___ AVAILABLE RECORDS ___
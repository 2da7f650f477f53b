//! Startup bootstrap and the per-process session.
//!
//! [`Session::start`] runs once when the application launches:
//! 1. Resolve the per-user data directory and create it if absent
//! 2. Seed an empty watched log there if none exists
//! 3. Seed the default settings file if none exists
//! 4. Load the settings
//! 5. Open the reference catalog and the watched log, and snapshot the catalog
//!
//! Seeding never replaces an existing file. Any failure along the way is fatal: the caller gets
//! the error and no session.
//!
//! The session also owns the log file operations. [`Session::save_log_as`] copies the live log
//! out; [`Session::load_log_from`] replaces it and hands back a [`RestartRequired`] signal,
//! consuming the session so its handles can't be used on the replaced file. Both copies go
//! through a temporary file in the destination directory followed by a rename, so a failed copy
//! never leaves a truncated file behind.
//!
//! # Examples
//!
//! ```no_run
//! # use treklist::session::{Session, SessionPaths};
//! # fn example() -> Result<(), Box<dyn std::error::Error>> {
//! let session = Session::start(SessionPaths::default())?;
//! session.save_log_as("backup.db")?;
//!
//! let restart = session.load_log_from("backup.db")?;
//! println!("log replaced at {}, restart to continue", restart.log_path().display());
//! # Ok(())
//! # }
//! ```

use std::fs::File;

use tempfile::NamedTempFile;

use crate::{
  catalog::Catalog,
  log::{self, validate_log_file, UserLog},
  reference::ReferenceStore,
  settings::{Settings, DEFAULT_SETTINGS},
};

use super::*;

/// File name of the watched log inside the data directory.
pub const LOG_FILE: &str = "log.db";
/// File name of the settings file inside the data directory.
pub const SETTINGS_FILE: &str = "settings.toml";

/// Where a session keeps and finds its files.
#[derive(Debug, Clone, PartialEq, Eq)]
pub struct SessionPaths {
  /// Per-user writable directory holding the log and settings.
  pub data_dir:  PathBuf,
  /// The bundled reference catalog.
  pub reference: PathBuf,
}

impl Default for SessionPaths {
  fn default() -> Self {
    Self { data_dir: Self::default_data_dir(), reference: ReferenceStore::bundled_path() }
  }
}

impl SessionPaths {
  /// Returns the default per-user data directory.
  ///
  /// The path is constructed as follows:
  /// - On Unix: `~/.local/share/treklist`
  /// - On macOS: `~/Library/Application Support/treklist`
  /// - On Windows: `%APPDATA%\treklist`
  /// - Fallback: `./treklist` in the current directory
  pub fn default_data_dir() -> PathBuf {
    dirs::data_dir().unwrap_or_else(|| PathBuf::from(".")).join("treklist")
  }

  /// Uses `data_dir` in place of the per-user directory.
  pub fn with_data_dir(mut self, data_dir: impl Into<PathBuf>) -> Self {
    self.data_dir = data_dir.into();
    self
  }

  /// Uses the catalog at `reference` in place of the bundled one.
  pub fn with_reference(mut self, reference: impl Into<PathBuf>) -> Self {
    self.reference = reference.into();
    self
  }

  /// Path of the watched log.
  pub fn log_path(&self) -> PathBuf { self.data_dir.join(LOG_FILE) }

  /// Path of the settings file.
  pub fn settings_path(&self) -> PathBuf { self.data_dir.join(SETTINGS_FILE) }
}

/// Prepares the data directory and loads the settings.
///
/// Creates the directory, seeds the log and settings files when they're missing, then loads
/// the settings. Existing files are left untouched.
pub fn bootstrap(paths: &SessionPaths) -> Result<Settings> {
  fs::create_dir_all(&paths.data_dir)?;

  let log_path = paths.log_path();
  if !log_path.exists() {
    debug!("Seeding empty log at {}", log_path.display());
    seed_log(&log_path)?;
  }

  let settings_path = paths.settings_path();
  if !settings_path.exists() {
    debug!("Seeding default settings at {}", settings_path.display());
    let mut tmp = NamedTempFile::new_in(&paths.data_dir)?;
    io::Write::write_all(tmp.as_file_mut(), DEFAULT_SETTINGS.as_bytes())?;
    tmp.as_file().sync_all()?;
    tmp.persist_noclobber(&settings_path).map_err(io::Error::from)?;
  }

  Settings::load(&settings_path)
}

/// Writes a fresh log database to `path`, failing rather than replacing an existing file.
fn seed_log(path: &Path) -> Result<()> {
  let tmp = NamedTempFile::new_in(parent_dir(path))?;
  {
    let conn = Connection::open(tmp.path())?;
    conn.execute_batch(log::SCHEMA)?;
  }
  tmp.persist_noclobber(path).map_err(io::Error::from)?;
  Ok(())
}

/// Copies `source` to `destination` through a temporary file beside the destination.
fn copy_atomically(source: &Path, destination: &Path) -> Result<()> {
  let mut input = File::open(source)?;
  let mut tmp = NamedTempFile::new_in(parent_dir(destination))?;
  let bytes = io::copy(&mut input, tmp.as_file_mut())?;
  tmp.as_file().sync_all()?;
  tmp.persist(destination).map_err(io::Error::from)?;
  debug!("Copied {bytes} bytes from {} to {}", source.display(), destination.display());
  Ok(())
}

/// Directory containing `path`, treating a bare file name as relative to the working directory.
fn parent_dir(path: &Path) -> &Path {
  match path.parent() {
    Some(parent) if !parent.as_os_str().is_empty() => parent,
    _ => Path::new("."),
  }
}

/// Returned by [`Session::load_log_from`]: the log file was replaced and the application has to
/// start a new session to pick it up.
#[must_use = "the replaced log is only read by a new session"]
#[derive(Debug, Clone, PartialEq, Eq)]
pub struct RestartRequired {
  /// The live log path that now holds the imported content.
  log_path: PathBuf,
}

impl RestartRequired {
  /// The live log path that now holds the imported content.
  pub fn log_path(&self) -> &Path { &self.log_path }
}

/// Everything the presentation layer needs for one run of the application.
pub struct Session {
  /// Resolved file locations.
  paths:     SessionPaths,
  /// Loaded settings.
  settings:  Settings,
  /// Read-only catalog handle.
  reference: ReferenceStore,
  /// Snapshot of the catalog with statistics.
  catalog:   Catalog,
  /// The user's watched log.
  log:       UserLog,
}

impl Session {
  /// Bootstraps the data directory, then opens the catalog and the watched log.
  pub fn start(paths: SessionPaths) -> Result<Self> {
    let settings = bootstrap(&paths)?;
    let reference = ReferenceStore::open(&paths.reference)?;
    let catalog = Catalog::load(&reference)?;
    let log = UserLog::open(paths.log_path())?;
    debug!("Session started in {}", paths.data_dir.display());
    Ok(Self { paths, settings, reference, catalog, log })
  }

  /// Resolved file locations.
  pub fn paths(&self) -> &SessionPaths { &self.paths }

  /// Loaded settings.
  pub fn settings(&self) -> &Settings { &self.settings }

  /// The reference catalog, for poster lookups.
  pub fn reference(&self) -> &ReferenceStore { &self.reference }

  /// The catalog snapshot.
  pub fn catalog(&self) -> &Catalog { &self.catalog }

  /// The watched log.
  pub fn log(&self) -> &UserLog { &self.log }

  /// The watched log, for writes.
  pub fn log_mut(&mut self) -> &mut UserLog { &mut self.log }

  /// Re-reads the catalog and recomputes its statistics.
  pub fn reload_catalog(&mut self) -> Result<()> {
    self.catalog = Catalog::load(&self.reference)?;
    Ok(())
  }

  /// Copies the live watched log to `destination`.
  pub fn save_log_as(&self, destination: impl AsRef<Path>) -> Result<()> {
    copy_atomically(self.log.path(), destination.as_ref())
  }

  /// Replaces the live watched log with the log file at `source`.
  ///
  /// `source` must be a readable log file; anything else is rejected before the live log is
  /// touched. The session is consumed either way, so start a new one afterwards.
  pub fn load_log_from(self, source: impl AsRef<Path>) -> Result<RestartRequired> {
    let source = source.as_ref();
    validate_log_file(source)?;

    let Session { paths, log, reference, .. } = self;
    drop(log);
    drop(reference);

    let log_path = paths.log_path();
    copy_atomically(source, &log_path)?;
    debug!("Imported log from {}", source.display());
    Ok(RestartRequired { log_path })
  }
}
//! The bundled, read-only catalog database.
//!
//! The reference database ships next to the executable and holds three tables:
//! - `series`: one row per series, keyed by IMDb identifier and abbreviation
//! - `episodes`: every episode of every series, keyed by parent abbreviation, season and episode
//! - `mov`: the feature films
//!
//! It is opened once with SQLite's read-only flags and never written to. Every query is
//! parameterized, including the choice of episode namespace.
//!
//! # Examples
//!
//! ```no_run
//! # use treklist::reference::ReferenceStore;
//! # fn example() -> Result<(), Box<dyn std::error::Error>> {
//! let store = ReferenceStore::open(ReferenceStore::bundled_path())?;
//! for series in store.list_series()? {
//!   let episodes = store.list_episodes(&series.abbreviation)?;
//!   println!("{}: {} episodes", series.title, episodes.len());
//! }
//! # Ok(())
//! # }
//! ```

use super::*;

/// Schema of the reference database.
pub const SCHEMA: &str = include_str!(concat!(env!("CARGO_MANIFEST_DIR"), "/migrations/reference.sql"));

/// Tables the catalog can't do without.
const REQUIRED_TABLES: [&str; 3] = ["series", "episodes", "mov"];

/// Read-only handle on the catalog database.
pub struct ReferenceStore {
  /// SQLite connection opened with `SQLITE_OPEN_READ_ONLY`.
  conn: Connection,
}

impl ReferenceStore {
  /// Opens the catalog database at `path` read-only.
  ///
  /// Fails if the file doesn't exist, isn't a SQLite database, or lacks one of the catalog
  /// tables. Any of these is fatal for the application.
  pub fn open(path: impl AsRef<Path>) -> Result<Self> {
    let path = path.as_ref();
    debug!("Opening reference database at {}", path.display());
    let conn = Connection::open_with_flags(
      path,
      OpenFlags::SQLITE_OPEN_READ_ONLY | OpenFlags::SQLITE_OPEN_NO_MUTEX,
    )?;

    for table in REQUIRED_TABLES {
      let present: bool = conn.query_row(
        "SELECT EXISTS (SELECT 1 FROM sqlite_master WHERE type = 'table' AND name = ?1)",
        [table],
        |row| row.get(0),
      )?;
      if !present {
        return Err(TrekError::MissingReferenceTable(table));
      }
    }

    Ok(Self { conn })
  }

  /// Location of the catalog bundled with the application: `data/treklist.db` beside the
  /// running executable, or under the working directory if that can't be determined.
  pub fn bundled_path() -> PathBuf {
    std::env::current_exe()
      .ok()
      .and_then(|exe| exe.parent().map(Path::to_path_buf))
      .unwrap_or_else(|| PathBuf::from("."))
      .join("data")
      .join("treklist.db")
  }

  /// All series, in catalog order.
  pub fn list_series(&self) -> Result<Vec<CatalogSeries>> {
    let mut stmt = self.conn.prepare_cached(
      "SELECT imdb_id, title, abbreviation, year, total_seasons
       FROM series
       ORDER BY rowid",
    )?;
    let series = stmt
      .query_map([], |row| {
        Ok(CatalogSeries {
          imdb_id:       row.get(0)?,
          title:         row.get(1)?,
          abbreviation:  row.get(2)?,
          year:          row.get(3)?,
          total_seasons: row.get(4)?,
        })
      })?
      .collect::<rusqlite::Result<Vec<_>>>()?;
    trace!("Read {} series", series.len());
    Ok(series)
  }

  /// Episodes of the series with the given abbreviation, ordered by season then episode.
  ///
  /// An abbreviation the catalog doesn't know yields no episodes.
  pub fn list_episodes(&self, abbreviation: &str) -> Result<Vec<CatalogEpisode>> {
    let mut stmt = self.conn.prepare_cached(
      "SELECT imdb_id, series, season, episode, title, plot, released, runtime
       FROM episodes
       WHERE series = ?1
       ORDER BY season ASC, episode ASC",
    )?;
    let episodes = stmt
      .query_map([abbreviation], |row| {
        Ok(CatalogEpisode {
          imdb_id:      row.get(0)?,
          abbreviation: row.get(1)?,
          season:       row.get(2)?,
          episode:      row.get(3)?,
          title:        row.get(4)?,
          plot:         row.get(5)?,
          released:     row.get(6)?,
          runtime:      row.get(7)?,
        })
      })?
      .collect::<rusqlite::Result<Vec<_>>>()?;
    trace!("Read {} episodes for {abbreviation}", episodes.len());
    Ok(episodes)
  }

  /// All movies, in catalog order.
  pub fn list_movies(&self) -> Result<Vec<CatalogMovie>> {
    let mut stmt = self.conn.prepare_cached(
      "SELECT imdb_id, title, released, plot, director, runtime
       FROM mov
       ORDER BY rowid",
    )?;
    let movies = stmt
      .query_map([], |row| {
        Ok(CatalogMovie {
          imdb_id:  row.get(0)?,
          title:    row.get(1)?,
          released: row.get(2)?,
          plot:     row.get(3)?,
          director: row.get(4)?,
          runtime:  row.get(5)?,
        })
      })?
      .collect::<rusqlite::Result<Vec<_>>>()?;
    trace!("Read {} movies", movies.len());
    Ok(movies)
  }

  /// Poster image bytes for the item `imdb_id` in the table named by `kind`.
  ///
  /// Returns [`TrekError::NotFound`] if there's no such item or it has no poster.
  pub fn poster(&self, kind: PosterKind, imdb_id: &str) -> Result<Vec<u8>> {
    let sql = match kind {
      PosterKind::Series => "SELECT poster FROM series WHERE imdb_id = ?1",
      PosterKind::Episode => "SELECT poster FROM episodes WHERE imdb_id = ?1",
      PosterKind::Movie => "SELECT poster FROM mov WHERE imdb_id = ?1",
    };
    let poster: Option<Option<Vec<u8>>> =
      self.conn.prepare_cached(sql)?.query_row([imdb_id], |row| row.get(0)).optional()?;
    poster.flatten().ok_or(TrekError::NotFound)
  }
}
___
## TASK PROMPT
Check each line of the listing above. Copy the ones with the word "match".

## PROBLEM SOLUTION
  match path.parent() {
    let sql = match kind {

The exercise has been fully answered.